A mediados del siglo XIX, Henri Dunant recibió una concesión de tierras en la Argelia ocupada por los franceses. Su idea era instalar un compañía de cultivo y comercio de maíz. Sin embargo, enseguida tuvo problemas con las autoridades coloniales por la asignación de los derechos sobre el agua. El empresario suizo consideró que la mejor solución a sus problemas era hablar directamente con el emperador Napoleón III que, por aquel entonces, estaba combatiendo contra las tropas austríacas en el norte de Italia.
Emprendió el viaje hacia Solferino, una pequeña localidad de la provincia de Mantua donde el emperador francés había instalado su cuartel general. Dunant llegó a Solferino la tarde del día 24 de junio de 1859. Aquel día se había librado una cruenta batalla entre los ejércitos austríaco y franco-piamontés. El espectáculo horrorizó al empresario: 38.000 heridos, mutilados y enfermos permanecían en el campo de batalla. Miles de personas agonizaban sin que nadie les prestara la más mínima ayuda. El joven olvidó el objetivo de su viaje y se centró en ayudar a los caídos. Organizó a la población civil para que atendiera a los heridos sin fijarse en las insignias de su uniforme bajo el lema «Todos somos hermanos». Compró material de primera asistencia y montó los primeros hospitales de campaña de la historia. Intercedió con los franceses para que liberaran a médicos austríacos a fin de atender a los enfermos. Cuando regresó a Ginebra, escribió un libro «Recuerdo de Solferino» en el que impulsaba la creación de una organización neutral que atendiera a los soldados heridos durante los conflictos armados. Unos años más tarde, colaboró en la fundación del Comité Internacional de la Cruz Roja. Debido a la importancia de sus logros, en 1901 se convirtió en el primer galardonado con el Premio Nobel de la Paz.

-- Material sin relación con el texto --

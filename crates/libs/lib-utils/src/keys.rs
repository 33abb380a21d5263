//! # Random Keys
//!
//! Alphanumeric keys for session ids, per-login auth keys and CSRF tokens.

use rand::distributions::Alphanumeric;
use rand::Rng;

/// Generate a random alphanumeric key of `len` characters from the thread-local CSPRNG.
pub fn random_key(len: usize) -> String {
    rand::thread_rng()
        .sample_iter(&Alphanumeric)
        .take(len)
        .map(char::from)
        .collect()
}

/// Pick a random integer in `low..=high`.
pub fn random_digits(low: i64, high: i64) -> i64 {
    rand::thread_rng().gen_range(low..=high)
}
//! File watcher that reloads the route table when the document changes.

use super::{ConfigError, RouteTableHandle};
use notify::{Event, EventKind, RecursiveMode, Watcher};
use std::ffi::OsStr;
use std::path::{Path, PathBuf};
use std::sync::Arc;
use std::time::Duration;
use tokio::task::JoinHandle;

/// Debounce for editors that write a file in several steps.
const DEBOUNCE: Duration = Duration::from_millis(100);

/// Background reload task fed by a `notify` watcher.
///
/// The notify callback filters events down to the watched file and bumps a `watch` counter,
/// so any burst of changes coalesces into one pending reload and none is lost. Dropping the
/// watcher (via [`RouteWatcher::stop`] or drop) drops the sender and the task exits.
pub struct RouteWatcher {
    watcher: Option<notify::RecommendedWatcher>,
    task: JoinHandle<()>,
}

impl RouteWatcher {
    /// Watch `path` (through its parent directory, so atomic renames are seen) and reload
    /// `handle` on every modify/create event for that file.
    pub fn spawn(handle: Arc<RouteTableHandle>, path: impl AsRef<Path>) -> Result<Self, ConfigError> {
        let path = path.as_ref().to_path_buf();
        let file_name = path
            .file_name()
            .map(|n| n.to_os_string())
            .ok_or_else(|| ConfigError::Io(format!("{}: not a file path", path.display())))?;
        let dir = match path.parent() {
            Some(p) if !p.as_os_str().is_empty() => p.to_path_buf(),
            _ => PathBuf::from("."),
        };

        let (tx, mut rx) = tokio::sync::watch::channel(0u64);

        let mut watcher = notify::recommended_watcher(move |event: Result<Event, notify::Error>| {
            let Ok(event) = event else { return };
            if is_relevant(&event, &file_name) {
                tx.send_modify(|pending| *pending = pending.wrapping_add(1));
            }
        })
        .map_err(|e| ConfigError::Io(format!("failed to create file watcher: {e}")))?;

        watcher
            .watch(&dir, RecursiveMode::NonRecursive)
            .map_err(|e| ConfigError::Io(format!("failed to watch {}: {e}", dir.display())))?;

        let task = tokio::spawn(async move {
            while rx.changed().await.is_ok() {
                tokio::time::sleep(DEBOUNCE).await;
                rx.borrow_and_update();

                match handle.reload_from_file(&path) {
                    Ok(version) => {
                        tracing::debug!(version, "[ROUTES] Document change handled");
                    }
                    Err(e) => {
                        tracing::error!(error = %e, "[ROUTES] Auto-reload failed, continuing with current table");
                    }
                }
            }
            tracing::info!("[ROUTES] Watcher stopped");
        });

        tracing::info!(dir = %dir.display(), "[ROUTES] Auto-reload enabled");

        Ok(Self {
            watcher: Some(watcher),
            task,
        })
    }

    /// Stop watching and wait for the reload task to finish.
    pub async fn stop(mut self) {
        self.watcher.take();
        let _ = (&mut self.task).await;
    }
}

fn is_relevant(event: &Event, file_name: &OsStr) -> bool {
    matches!(event.kind, EventKind::Modify(_) | EventKind::Create(_))
        && event.paths.iter().any(|p| p.file_name() == Some(file_name))
}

La historia de Henri Dunant nos recuerda la importancia que tiene la solidaridad para la construcción de una sociedad más justa, pacífica y responsable. Gracias a esta virtud, nos colocamos en el lugar del otro, reconocemos su sufrimiento y le ayudamos con aquello que le falta. Es una manera de restar importancia a nuestros problemas cotidianos. Nos recuerda que, más allá de nuestro pequeño mundo, existen muchas personas que mueren de hambre, de enfermedades erradicadas hace años en Europa o víctimas de incomprensibles conflictos bélicos. Normalmente, nuestro contacto con este mundo –despiadado, cruel, terrible- se produce a través de las imágenes que vemos en los medios de comunicación. Sin embargo, no se trata de una película. Son personas reales que viven asoladas por problemas que sobrepasan nuestra capacidad de comprensión. ¿Se imagina recorriendo varios kilómetros con un ánfora sobre la cabeza para llevar agua a su casa? ¿Qué pensaría si, a causa de una guerra, tiene que vivir en un campamento de refugiados y dependiendo de la ayuda internacional? ¿Qué sentiría cuando un médico le dice que no tiene la medicina que puede salvar a su hijo? Cuando vemos esas imágenes, debemos recapacitar sobre nuestra responsabilidad y decirnos: ¡Manos a la obra! Henri Dunant lo tuvo claro y, actualmente, el Movimiento Internacional de la Cruz Roja tiene más de 97 millones de voluntarios repartidos en 186 países.
Hace más de dos mil años, un escritor de la República Romana puso en boca de uno de sus personajes: «Hombre soy; nada humano me es ajeno». Quizá sea el momento de despertar ese sentimiento para mejorar la vida de aquellos que más sufren. No podemos caer en el error de que los problemas de los países más desfavorecidos no van a afectarnos. El reciente contagio de Ébola demuestra que las enfermedades no entienden de fronteras. Somos piezas dispersas de un mismo puzzle aunque vivamos a kilómetros de distancia. Por tal motivo, debemos apoyar a aquellas organizaciones que ayudan a quienes no tienen otra esperanza pues –como decía Publio Siro- «quien solo vive para sí, está muerto para los demás».